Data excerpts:
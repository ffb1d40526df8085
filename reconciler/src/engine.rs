//! Reconciliation Engine.

use std::fmt;
use std::time::Instant;

use rust_decimal::Decimal;
use serde::Serialize;
use serde_json::json;
use tracing::{debug, error, info, instrument, warn};

use propledger_chain::{functions, ContractNames, SharedLedgerClient, SubmitOutcome};
use propledger_common::{
    Certificate, EntityKind, EstateError, LedgerTxId, OnChainEvent, Order, Property, Result,
    Transaction, TransactionType,
};
use propledger_crypto::content_hash;
use propledger_store::{LedgerStore, SharedLedgerStore};

use crate::config::ReconcilerConfig;
use crate::report::{RunOptions, RunReport, SyncCategory, SyncCounts};

/// Content hashed into a deed so the ledger can attest to the certificate.
#[derive(Serialize)]
struct DeedContent<'a> {
    code: &'a str,
    order_id: String,
    user_id: String,
    property_id: String,
    tokens: i64,
    issued_at: String,
}

impl<'a> DeedContent<'a> {
    fn of(certificate: &'a Certificate) -> Self {
        Self {
            code: &certificate.code,
            order_id: certificate.order_id.to_string(),
            user_id: certificate.user_id.to_string(),
            property_id: certificate.property_id.to_string(),
            tokens: certificate.tokens,
            issued_at: certificate.issued_at.to_rfc3339(),
        }
    }
}

/// Drives settled Ledger Store records onto the distributed ledger.
pub struct ReconciliationEngine {
    store: SharedLedgerStore,
    client: SharedLedgerClient,
    contracts: ContractNames,
}

impl ReconciliationEngine {
    /// Build an engine. Fails with [`EstateError::LedgerDisabled`] when
    /// ledger integration is switched off.
    pub fn new(store: SharedLedgerStore, client: SharedLedgerClient, config: &ReconcilerConfig) -> Result<Self> {
        if !config.ledger_enabled {
            return Err(EstateError::LedgerDisabled);
        }
        config.validate().map_err(EstateError::Configuration)?;

        Ok(Self {
            store,
            client,
            contracts: config.contracts.clone(),
        })
    }

    /// Run the selected categories in order: properties, payments, certificates.
    #[instrument(skip(self), fields(dry_run = options.dry_run))]
    pub async fn run(&self, options: &RunOptions) -> Result<RunReport> {
        let started = Instant::now();
        let mut report = RunReport {
            dry_run: options.dry_run,
            ..RunReport::default()
        };

        for category in SyncCategory::ALL {
            if !options.includes(category) {
                continue;
            }

            let counts = match category {
                SyncCategory::Properties => self.sync_properties(options.dry_run).await?,
                SyncCategory::Payments => self.sync_payments(options.dry_run).await?,
                SyncCategory::Certificates => self.sync_certificates(options.dry_run).await?,
            };

            info!(category = %category, %counts, "Category reconciled");
            report.set(category, counts);
        }

        report.set_elapsed(started.elapsed());
        info!(
            total = %report.total(),
            elapsed_ms = report.elapsed_ms,
            "Reconciliation run finished"
        );
        Ok(report)
    }

    /// Register, approve and tokenize every approved property not yet on the ledger.
    #[instrument(skip(self))]
    pub async fn sync_properties(&self, dry_run: bool) -> Result<SyncCounts> {
        let candidates = self.store.list_approved_untokenized_properties().await?;
        info!(candidates = candidates.len(), "Syncing properties");

        let mut counts = SyncCounts::default();
        for property in &candidates {
            match self.sync_property(property, dry_run).await {
                Ok(()) => counts.record_synced(),
                Err(e) => {
                    error!(property_id = %property.id, error = %e, "Property sync failed");
                    counts.record_failed();
                }
            }
        }
        Ok(counts)
    }

    async fn sync_property(&self, property: &Property, dry_run: bool) -> Result<()> {
        let id = property.id.to_string();
        let steps = [
            (
                functions::REGISTER_PROPERTY,
                vec![
                    id.clone(),
                    property.title.clone(),
                    property.location.clone(),
                    property.total_tokens.to_string(),
                ],
            ),
            (functions::APPROVE_PROPERTY, vec![id.clone()]),
            (functions::TOKENIZE_PROPERTY, vec![id.clone()]),
        ];

        let contract = &self.contracts.property_registry;
        let mut last_tx: Option<LedgerTxId> = None;

        for (function, args) in steps {
            if let Some(event) = self
                .store
                .find_onchain_event(EntityKind::Property, &id, function)
                .await?
            {
                debug!(property_id = %id, function, tx_id = %event.tx_id, "Step already on ledger, skipping");
                last_tx = Some(event.tx_id);
                continue;
            }

            if dry_run {
                info!(property_id = %id, contract = %contract, function, "Dry run: would submit");
                continue;
            }

            let outcome = self
                .client
                .submit_idempotent(contract, function, args.clone())
                .await
                .map_err(|e| e.into_estate_error(function))?;

            last_tx = Some(
                self.record_outcome(outcome, property.id, contract, function, EntityKind::Property, &id, &args)
                    .await?,
            );
        }

        if dry_run {
            return Ok(());
        }

        let tx_id = last_tx.ok_or_else(|| {
            EstateError::Internal(format!("property {} finished without a tokenize receipt", id))
        })?;
        self.store.set_property_ledger_tx(property.id, &tx_id).await?;
        info!(property_id = %id, tx_id = %tx_id, "Property tokenized on ledger");
        Ok(())
    }

    /// Mint tokens on the ledger for every issued order that has no sync marker,
    /// then finish orders whose mint is marked but whose receipts were never stamped.
    #[instrument(skip(self))]
    pub async fn sync_payments(&self, dry_run: bool) -> Result<SyncCounts> {
        let candidates = self.store.list_issued_orders_missing_ledger_tx().await?;
        let unstamped = self.store.list_minted_orders_missing_stamp().await?;
        info!(
            candidates = candidates.len(),
            unstamped = unstamped.len(),
            "Syncing payments"
        );

        let mut counts = SyncCounts::default();
        for order in &candidates {
            match self.sync_payment(order, dry_run).await {
                Ok(()) => counts.record_synced(),
                Err(e) => {
                    error!(order_id = %order.id, error = %e, "Payment sync failed");
                    counts.record_failed();
                }
            }
        }

        for (order, mint_tx) in &unstamped {
            match self.stamp_order(order, mint_tx, dry_run).await {
                Ok(()) => counts.record_synced(),
                Err(e) => {
                    error!(order_id = %order.id, error = %e, "Stamping minted order failed");
                    counts.record_failed();
                }
            }
        }
        Ok(counts)
    }

    async fn sync_payment(&self, order: &Order, dry_run: bool) -> Result<()> {
        let id = order.id.to_string();
        let contract = &self.contracts.property_token;
        let function = functions::MINT_TOKENS;

        let recorded = self
            .store
            .find_onchain_event(EntityKind::Order, &id, function)
            .await?;

        if dry_run {
            if recorded.is_none() {
                info!(order_id = %id, contract = %contract, function, "Dry run: would submit");
            }
            return Ok(());
        }

        let mint_tx = match recorded {
            Some(event) => {
                debug!(order_id = %id, tx_id = %event.tx_id, "Mint already on ledger, finishing sync");
                event.tx_id
            }
            None => {
                let args = vec![
                    order.property_id.to_string(),
                    order.user_id.to_string(),
                    order.tokens.to_string(),
                    id.clone(),
                ];
                let outcome = self
                    .client
                    .submit_idempotent(contract, function, args.clone())
                    .await
                    .map_err(|e| e.into_estate_error(function))?;

                self.record_outcome(outcome, order.id, contract, function, EntityKind::Order, &id, &args)
                    .await?
            }
        };

        self.stamp_order(order, &mint_tx, false).await?;
        self.invest(order).await;

        // Written last: the marker takes the order out of the candidate set.
        // Settled off-chain already, so the row carries no value.
        let marker = Transaction::new(order.user_id, TransactionType::TokenMint, Decimal::ZERO)
            .with_order(order.id)
            .with_ledger_tx(mint_tx.clone());
        self.store.append_transaction(&marker).await?;

        info!(order_id = %id, tx_id = %mint_tx, "Order minted on ledger");
        Ok(())
    }

    /// Copy the mint receipt onto the order and its unsynced certificates.
    async fn stamp_order(&self, order: &Order, mint_tx: &LedgerTxId, dry_run: bool) -> Result<()> {
        if dry_run {
            info!(order_id = %order.id, tx_id = %mint_tx, "Dry run: would stamp mint receipt");
            return Ok(());
        }

        self.store.set_order_ledger_tx(order.id, mint_tx).await?;
        let stamped = self
            .store
            .set_certificates_ledger_tx_for_order(order.id, mint_tx)
            .await?;

        debug!(order_id = %order.id, tx_id = %mint_tx, certificates = stamped, "Mint receipt stamped");
        Ok(())
    }

    /// Best-effort investor registration following a mint.
    async fn invest(&self, order: &Order) {
        let contract = &self.contracts.property_token;
        let function = functions::INVEST_PROPERTY;
        let id = order.id.to_string();

        match self.store.find_onchain_event(EntityKind::Order, &id, function).await {
            Ok(None) => {}
            Ok(Some(event)) => {
                debug!(order_id = %id, tx_id = %event.tx_id, "Investor already registered");
                return;
            }
            Err(e) => {
                warn!(order_id = %id, error = %e, "Audit lookup failed, skipping InvestProperty");
                return;
            }
        }

        let investor = match self.store.find_user_by_id(order.user_id).await {
            Ok(Some(user)) => user.ledger_identity(),
            Ok(None) => order.user_id.to_string(),
            Err(e) => {
                warn!(order_id = %id, error = %e, "User lookup failed, using user id");
                order.user_id.to_string()
            }
        };

        let args = vec![order.property_id.to_string(), investor, order.tokens.to_string()];
        let result = match self.client.submit_idempotent(contract, function, args.clone()).await {
            Ok(outcome) => self
                .record_outcome(outcome, order.id, contract, function, EntityKind::Order, &id, &args)
                .await
                .map(|_| ()),
            Err(e) => Err(e.into_estate_error(function)),
        };

        if let Err(e) = result {
            warn!(order_id = %id, error = %e, "InvestProperty failed, mint stays synced");
        }
    }

    /// Issue a deed for every certificate without a ledger receipt.
    #[instrument(skip(self))]
    pub async fn sync_certificates(&self, dry_run: bool) -> Result<SyncCounts> {
        let candidates = self.store.list_issued_certificates_missing_ledger_tx().await?;
        info!(candidates = candidates.len(), "Syncing certificates");

        let mut counts = SyncCounts::default();
        for certificate in &candidates {
            match self.sync_certificate(certificate, dry_run).await {
                Ok(()) => counts.record_synced(),
                Err(e) => {
                    error!(certificate = %certificate.code, error = %e, "Certificate sync failed");
                    counts.record_failed();
                }
            }
        }
        Ok(counts)
    }

    async fn sync_certificate(&self, certificate: &Certificate, dry_run: bool) -> Result<()> {
        let id = certificate.id.to_string();
        let contract = &self.contracts.deed_registry;
        let function = functions::ISSUE_DEED;

        let recorded = self
            .store
            .find_onchain_event(EntityKind::Certificate, &id, function)
            .await?;

        if dry_run {
            if recorded.is_none() {
                info!(certificate = %certificate.code, contract = %contract, function, "Dry run: would submit");
            }
            return Ok(());
        }

        let tx_id = match recorded {
            Some(event) => event.tx_id,
            None => {
                let hash = content_hash(&DeedContent::of(certificate))
                    .map_err(|e| EstateError::Internal(format!("deed hash: {}", e)))?;
                let args = vec![
                    certificate.code.clone(),
                    certificate.property_id.to_string(),
                    certificate.user_id.to_string(),
                    certificate.tokens.to_string(),
                    hash,
                ];

                let outcome = self
                    .client
                    .submit_idempotent(contract, function, args.clone())
                    .await
                    .map_err(|e| e.into_estate_error(function))?;

                if outcome.is_already_recorded() {
                    info!(certificate = %certificate.code, "Deed already on ledger, recording locally");
                }

                self.record_outcome(
                    outcome,
                    &certificate.code,
                    contract,
                    function,
                    EntityKind::Certificate,
                    &id,
                    &args,
                )
                .await?
            }
        };

        self.store.set_certificate_ledger_tx(certificate.id, &tx_id).await?;
        info!(certificate = %certificate.code, tx_id = %tx_id, "Deed issued on ledger");
        Ok(())
    }

    /// Append the audit event for a submission that reported a receipt and
    /// return the receipt to persist, or a recovery marker for `subject`.
    #[allow(clippy::too_many_arguments)]
    async fn record_outcome(
        &self,
        outcome: SubmitOutcome,
        subject: impl fmt::Display,
        contract: &str,
        function: &str,
        entity_kind: EntityKind,
        entity_id: &str,
        args: &[String],
    ) -> Result<LedgerTxId> {
        match outcome.tx_id() {
            Some(tx_id) => {
                let event = OnChainEvent::new(
                    tx_id.clone(),
                    contract,
                    function,
                    entity_kind,
                    entity_id,
                    json!({ "args": args }),
                );
                if !self.store.append_onchain_event(&event).await? {
                    debug!(tx_id = %tx_id, "Receipt already in audit log");
                }
            }
            None => {
                warn!(entity = %entity_kind, entity_id, function, "Ledger reported existing record without a receipt");
            }
        }
        Ok(outcome.into_tx_id_or_recovered(subject))
    }
}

What the task requires: For the entries, state the number of lines that include the string "Instant". Add no other words.

Solution to this exercise: 2